In the language of linear regression we say that the decision rule we use to fit the trend line is an estimator. So, we use the least squares estimator (decision rule) to obtain estimates of the slope and the intercept of the trend line. In linear regression the variable on the y-axis (vertical axis) is called the dependent variable or the response variable. The variable on the x-axis (horizontal axis) is called the explanatory variable or independent variable. Generally we think of the variable on the x-axis as being able to `explain’ the variable on the y-axis.
18.1 Estimating a Trend Line
In this example our data are the carapace sizes of lobsters at different distances to a no-take marine sanctuary. The research question is whether there is a relationship between lobster size and distance to the sanctuary. Specifically, we are interested in whether lobsters are smaller the further they are found from the no-take area.
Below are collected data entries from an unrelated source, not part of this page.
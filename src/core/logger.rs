//! Named logger: level gate and target cascade

use super::diagnostics::{Diagnostic, DiagnosticCallback};
use super::error::Result;
use super::fields::{ErrorInfo, FieldValue, Fields};
use super::log_level::LogLevel;
use super::record::{create_record, LogRecord, EXCEPTION_FIELD};
use super::registry::SharedRegistry;
use std::error::Error as StdError;
use std::sync::Arc;

/// A named source of log records
///
/// Loggers are obtained from a [`LoggerFactory`](super::factory::LoggerFactory)
/// and share its target registry, so targets added after a logger was
/// created still receive its records. Level bounds are fixed when the
/// logger is created.
///
/// A record at level `L` is delivered by walking the registry buckets from
/// `L` downward to the logger's minimum level. A target registered with
/// minimum level `M` sits in bucket `M` only, so it sees every record whose
/// level is at least `M`, exactly once.
pub struct Logger {
    name: String,
    min_level: LogLevel,
    max_level: LogLevel,
    targets: SharedRegistry,
    diagnostics: DiagnosticCallback,
}

impl Logger {
    pub(crate) fn new(
        name: impl Into<String>,
        targets: SharedRegistry,
        min_level: LogLevel,
        max_level: LogLevel,
        diagnostics: DiagnosticCallback,
    ) -> Self {
        Self {
            name: name.into(),
            min_level,
            max_level,
            targets,
            diagnostics,
        }
    }

    pub fn name(&self) -> &str {
        &self.name
    }

    pub fn min_level(&self) -> LogLevel {
        self.min_level
    }

    pub fn max_level(&self) -> LogLevel {
        self.max_level
    }

    /// Build a record attributed to this logger
    pub fn create_record(
        &self,
        level: LogLevel,
        message: impl Into<String>,
        args: Vec<FieldValue>,
        fields: Fields,
    ) -> LogRecord {
        create_record(&self.name, level, message, args, fields)
    }

    /// Log a message at `level`
    ///
    /// # Errors
    ///
    /// Returns [`LoggerError::InvalidLevel`](super::error::LoggerError::InvalidLevel)
    /// when `level` is not a [`LogLevel`] value. Target failures are never
    /// returned; they go to the diagnostic channel.
    pub async fn log(&self, level: impl Into<i32>, message: impl Into<String>) -> Result<()> {
        self.log_with(level, message, Vec::new(), Fields::new()).await
    }

    /// Log a message with positional arguments and named fields
    ///
    /// A field named `exception` turns the record into an exception record;
    /// see [`create_record`].
    pub async fn log_with(
        &self,
        level: impl Into<i32>,
        message: impl Into<String>,
        args: Vec<FieldValue>,
        fields: Fields,
    ) -> Result<()> {
        let level = LogLevel::try_from(level.into())?;
        self.dispatch(level, message.into(), args, fields).await;
        Ok(())
    }

    #[inline]
    pub async fn debug(&self, message: impl Into<String>) {
        self.dispatch(LogLevel::Debug, message.into(), Vec::new(), Fields::new())
            .await;
    }

    #[inline]
    pub async fn info(&self, message: impl Into<String>) {
        self.dispatch(LogLevel::Information, message.into(), Vec::new(), Fields::new())
            .await;
    }

    #[inline]
    pub async fn warning(&self, message: impl Into<String>) {
        self.dispatch(LogLevel::Warning, message.into(), Vec::new(), Fields::new())
            .await;
    }

    #[inline]
    pub async fn error(&self, message: impl Into<String>) {
        self.dispatch(LogLevel::Error, message.into(), Vec::new(), Fields::new())
            .await;
    }

    #[inline]
    pub async fn critical(&self, message: impl Into<String>) {
        self.dispatch(LogLevel::Critical, message.into(), Vec::new(), Fields::new())
            .await;
    }

    /// Log an exception record at `Error` level
    ///
    /// Without an error the record is still an exception record, with no
    /// error attached.
    pub async fn exception(
        &self,
        message: impl Into<String>,
        error: Option<&(dyn StdError + 'static)>,
    ) {
        let value = match error {
            Some(error) => FieldValue::Error(ErrorInfo::from_error(error)),
            None => FieldValue::Null,
        };
        let fields = Fields::new().with_field(EXCEPTION_FIELD, value);

        self.dispatch(LogLevel::Error, message.into(), Vec::new(), fields)
            .await;
    }

    async fn dispatch(&self, level: LogLevel, message: String, args: Vec<FieldValue>, fields: Fields) {
        if level > self.max_level {
            return;
        }

        let record = Arc::new(self.create_record(level, message, args, fields));

        let mut walking = Some(level);
        while let Some(current) = walking.filter(|l| *l >= self.min_level) {
            let bucket = self.targets.read().bucket(current);

            for target in bucket {
                if let Err(error) = target.log(Arc::clone(&record)).await {
                    (self.diagnostics)(&Diagnostic::TargetFailed {
                        target: target.name().to_string(),
                        error: error.to_string(),
                    });
                }
            }

            walking = current.lower();
        }
    }
}

impl std::fmt::Debug for Logger {
    fn fmt(&self, f: &mut std::fmt::Formatter<'_>) -> std::fmt::Result {
        f.debug_struct("Logger")
            .field("name", &self.name)
            .field("min_level", &self.min_level)
            .field("max_level", &self.max_level)
            .finish()
    }
}
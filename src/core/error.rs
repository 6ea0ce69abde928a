//! Error types for the logging facade

pub type Result<T> = std::result::Result<T, LoggerError>;

#[derive(Debug, thiserror::Error)]
pub enum LoggerError {
    /// Invalid configuration with details
    #[error("Invalid configuration for {component}: {message}")]
    InvalidConfiguration { component: String, message: String },

    /// Log call with a value that is not a member of `LogLevel`
    #[error("Invalid log level: {0}")]
    InvalidLevel(i32),

    /// A target failed to deliver one or more records
    #[error("Delivery failed for '{target}': {message}")]
    Delivery { target: String, message: String },

    /// IO error with context
    #[error("IO error while {operation}: {message}")]
    IoOperation {
        operation: String,
        message: String,
        #[source]
        source: std::io::Error,
    },

    /// Generic IO error
    #[error("IO error: {0}")]
    IoError(#[from] std::io::Error),

    /// JSON serialization error
    #[error("JSON error: {0}")]
    JsonError(#[from] serde_json::Error),

    /// Generic error
    #[error("{0}")]
    Other(String),
}

impl LoggerError {
    /// Create an invalid configuration error
    pub fn config(component: impl Into<String>, message: impl Into<String>) -> Self {
        LoggerError::InvalidConfiguration {
            component: component.into(),
            message: message.into(),
        }
    }

    /// Create a delivery error for the named target
    pub fn delivery(target: impl Into<String>, message: impl Into<String>) -> Self {
        LoggerError::Delivery {
            target: target.into(),
            message: message.into(),
        }
    }

    /// Create an IO operation error with context
    pub fn io_operation(
        operation: impl Into<String>,
        message: impl Into<String>,
        source: std::io::Error,
    ) -> Self {
        LoggerError::IoOperation {
            operation: operation.into(),
            message: message.into(),
            source,
        }
    }

    /// Create a generic error
    pub fn other<S: Into<String>>(msg: S) -> Self {
        LoggerError::Other(msg.into())
    }

    /// Whether this error is fatal to the caller (misconfiguration or API misuse)
    pub fn is_usage_error(&self) -> bool {
        matches!(
            self,
            LoggerError::InvalidConfiguration { .. } | LoggerError::InvalidLevel(_)
        )
    }
}
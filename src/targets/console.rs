//! Console target implementation

use crate::core::{LogLevel, LogRecord, RecordFormat, Result, Target, TimestampFormat};
use async_trait::async_trait;
use colored::Colorize;
use std::io::Write;
use std::sync::Arc;

pub struct ConsoleTarget {
    use_colors: bool,
    timestamp_format: TimestampFormat,
    format: RecordFormat,
}

impl ConsoleTarget {
    pub fn new() -> Self {
        Self {
            use_colors: true,
            timestamp_format: TimestampFormat::default(),
            format: RecordFormat::default(),
        }
    }

    pub fn with_colors(use_colors: bool) -> Self {
        Self {
            use_colors,
            ..Self::new()
        }
    }

    /// Set the line format for this target
    ///
    /// # Example
    ///
    /// ```
    /// use rust_log_facade::targets::ConsoleTarget;
    /// use rust_log_facade::RecordFormat;
    ///
    /// let target = ConsoleTarget::new().with_format(RecordFormat::Json);
    /// ```
    #[must_use]
    pub fn with_format(mut self, format: RecordFormat) -> Self {
        self.format = format;
        self
    }

    #[must_use]
    pub fn with_timestamp_format(mut self, format: TimestampFormat) -> Self {
        self.timestamp_format = format;
        self
    }

    fn line(&self, record: &LogRecord) -> Result<String> {
        let line = self.format.render(record, &self.timestamp_format)?;
        if self.use_colors && self.format == RecordFormat::Text {
            let level = record.level.to_str();
            let colored = level.color(record.level.color_code()).to_string();
            return Ok(line.replacen(level, &colored, 1));
        }
        Ok(line)
    }
}

impl Default for ConsoleTarget {
    fn default() -> Self {
        Self::new()
    }
}

#[async_trait]
impl Target for ConsoleTarget {
    async fn log(&self, record: Arc<LogRecord>) -> Result<()> {
        let line = self.line(&record)?;

        // Route Error and Critical levels to stderr, others to stdout
        match record.level {
            LogLevel::Error | LogLevel::Critical => writeln!(std::io::stderr(), "{}", line)?,
            _ => writeln!(std::io::stdout(), "{}", line)?,
        }
        Ok(())
    }

    fn name(&self) -> &str {
        "console"
    }
}
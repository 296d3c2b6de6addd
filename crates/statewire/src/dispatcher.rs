#![forbid(unsafe_code)]

//! Binding actions to handlers, with teardown as a unit.
//!
//! A [`Dispatcher`] is a ledger of the subscriptions it created. Application
//! reducers own one and register their handlers when they are built:
//!
//! ```
//! use statewire::{Dispatcher, Observable, Result};
//!
//! struct Counter {
//!     count: Observable<i64>,
//!     increment: Observable<()>,
//!     dispatcher: Dispatcher,
//! }
//!
//! impl Counter {
//!     fn new() -> Result<Self> {
//!         let count = Observable::new(0);
//!         let increment = Observable::action();
//!         let dispatcher = Dispatcher::named("counter");
//!
//!         let target = count.clone();
//!         dispatcher.on(&increment, move |_: &()| target.update(|n| *n += 1))?;
//!
//!         Ok(Self { count, increment, dispatcher })
//!     }
//! }
//!
//! let counter = Counter::new()?;
//! counter.increment.fire()?;
//! counter.increment.fire()?;
//! assert_eq!(counter.count.read()?, 2);
//! counter.dispatcher.dispose();
//! # Ok::<(), statewire::Error>(())
//! ```
//!
//! # Invariants
//!
//! 1. `dispose` removes exactly the subscriptions this dispatcher created,
//!    in registration order, and leaves every other listener in place.
//! 2. Handlers registered on the same signal run in registration order.

use std::cell::RefCell;
use std::fmt;
use std::future::Future;
use std::rc::Rc;

use futures::task::{LocalSpawn, LocalSpawnExt, SpawnError};

use crate::disposer::Disposer;
use crate::error::{Error, ListenerOutcome, Result};
use crate::observable::Observable;

/// Owner of a set of action subscriptions that are torn down together.
pub struct Dispatcher {
    label: Option<String>,
    disposers: RefCell<Vec<Disposer>>,
    spawner: Option<Rc<dyn LocalSpawn>>,
}

impl Default for Dispatcher {
    fn default() -> Self {
        Self::new()
    }
}

impl fmt::Debug for Dispatcher {
    fn fmt(&self, f: &mut fmt::Formatter<'_>) -> fmt::Result {
        f.debug_struct("Dispatcher")
            .field("label", &self.label)
            .field("handlers", &self.handler_count())
            .field("has_spawner", &self.spawner.is_some())
            .finish()
    }
}

impl Dispatcher {
    #[must_use]
    pub fn new() -> Self {
        Self {
            label: None,
            disposers: RefCell::new(Vec::new()),
            spawner: None,
        }
    }

    /// Create a dispatcher whose log events carry `label`.
    #[must_use]
    pub fn named(label: impl Into<String>) -> Self {
        Self {
            label: Some(label.into()),
            ..Self::new()
        }
    }

    /// Use `spawner` to run handlers registered with
    /// [`on_async`](Self::on_async).
    #[must_use]
    pub fn with_spawner(mut self, spawner: impl LocalSpawn + 'static) -> Self {
        self.spawner = Some(Rc::new(spawner));
        self
    }

    #[must_use]
    pub fn label(&self) -> Option<&str> {
        self.label.as_deref()
    }

    /// Run `handler` every time `signal` is written.
    pub fn on<T, F, R>(&self, signal: &Observable<T>, handler: F) -> Result<()>
    where
        T: Clone + 'static,
        F: Fn(&T) -> R + 'static,
        R: ListenerOutcome + 'static,
    {
        let disposer = signal.subscribe(handler)?;
        let mut disposers = self.disposers.borrow_mut();
        disposers.push(disposer);
        tracing::debug!(
            dispatcher = self.label.as_deref().unwrap_or("-"),
            observable = %signal.id(),
            handlers = disposers.len(),
            "handler registered"
        );
        Ok(())
    }

    /// Spawn the future returned by `handler` every time `signal` is written.
    ///
    /// The write does not wait for the future. Only a failure to spawn is
    /// reported as a listener failure; errors inside the future are the
    /// handler's own concern.
    pub fn on_async<T, F, Fut>(&self, signal: &Observable<T>, handler: F) -> Result<()>
    where
        T: Clone + 'static,
        F: Fn(&T) -> Fut + 'static,
        Fut: Future<Output = ()> + 'static,
    {
        let spawner = self.spawner.clone().ok_or(Error::NoSpawner)?;
        self.on(signal, move |value: &T| -> Result<(), SpawnError> {
            spawner.spawn_local(handler(value))
        })
    }

    /// Registrations recorded since the last [`dispose`](Self::dispose).
    ///
    /// Registrations whose signal was torn down elsewhere still count.
    #[must_use]
    pub fn handler_count(&self) -> usize {
        self.disposers.borrow().len()
    }

    /// Remove every registration made through this dispatcher.
    ///
    /// Calling `dispose` again is a no-op.
    pub fn dispose(&self) {
        let disposers = std::mem::take(&mut *self.disposers.borrow_mut());
        if disposers.is_empty() {
            return;
        }
        tracing::debug!(
            dispatcher = self.label.as_deref().unwrap_or("-"),
            handlers = disposers.len(),
            "dispatcher disposed"
        );
        for disposer in &disposers {
            disposer.dispose();
        }
    }
}

#[cfg(test)]
mod tests {
    use super::*;
    use std::cell::Cell;

    #[test]
    fn handlers_run_in_registration_order() {
        let signal = Observable::new(0);
        let log = Rc::new(RefCell::new(Vec::new()));
        let dispatcher = Dispatcher::new();

        for tag in ['x', 'y', 'z'] {
            let log = Rc::clone(&log);
            dispatcher
                .on(&signal, move |v: &i32| log.borrow_mut().push((tag, *v)))
                .unwrap();
        }

        signal.write(4).unwrap();
        assert_eq!(*log.borrow(), vec![('x', 4), ('y', 4), ('z', 4)]);
        assert_eq!(dispatcher.handler_count(), 3);
    }

    #[test]
    fn dispose_is_idempotent() {
        let signal = Observable::action();
        let hits = Rc::new(Cell::new(0u32));
        let hits_clone = Rc::clone(&hits);
        let dispatcher = Dispatcher::named("once");
        dispatcher
            .on(&signal, move |_: &()| hits_clone.set(hits_clone.get() + 1))
            .unwrap();

        dispatcher.dispose();
        dispatcher.dispose();
        signal.fire().unwrap();

        assert_eq!(hits.get(), 0);
        assert_eq!(dispatcher.handler_count(), 0);
        assert!(!signal.has_subscribers());
    }

    #[test]
    fn registering_on_disposed_signal_fails() {
        let signal = Observable::action();
        signal.dispose();
        let dispatcher = Dispatcher::new();
        let err = dispatcher.on(&signal, |_: &()| {}).unwrap_err();
        assert!(err.is_disposed());
        assert_eq!(dispatcher.handler_count(), 0);
    }

    #[test]
    fn on_async_without_spawner_fails() {
        let signal = Observable::action();
        let dispatcher = Dispatcher::new();
        let err = dispatcher
            .on_async(&signal, |_: &()| async {})
            .unwrap_err();
        assert!(matches!(err, Error::NoSpawner));
        assert!(!signal.has_subscribers());
    }

    #[test]
    fn debug_format() {
        let dispatcher = Dispatcher::named("todos");
        let dbg = format!("{dispatcher:?}");
        assert!(dbg.contains("todos"));
        assert!(dbg.contains("has_spawner: false"));
        assert_eq!(dispatcher.label(), Some("todos"));
    }
}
We are not comparing lobster sizes at two difference distances, but rather we have data collected at a whole range of distances.
Let’s read in our data and have a look at it. Note that with grouped data we generally look at a boxplot, and with ungrouped data (a single numerical variable) we create a histogram or a horizontal boxplot. Here we are looking at the relationship rather than difference between two continuous (numerical) variables, so will create a scatter plot.
Note: There is a separate reference guide for scatter plots, so the descriptions given here are relatively brief.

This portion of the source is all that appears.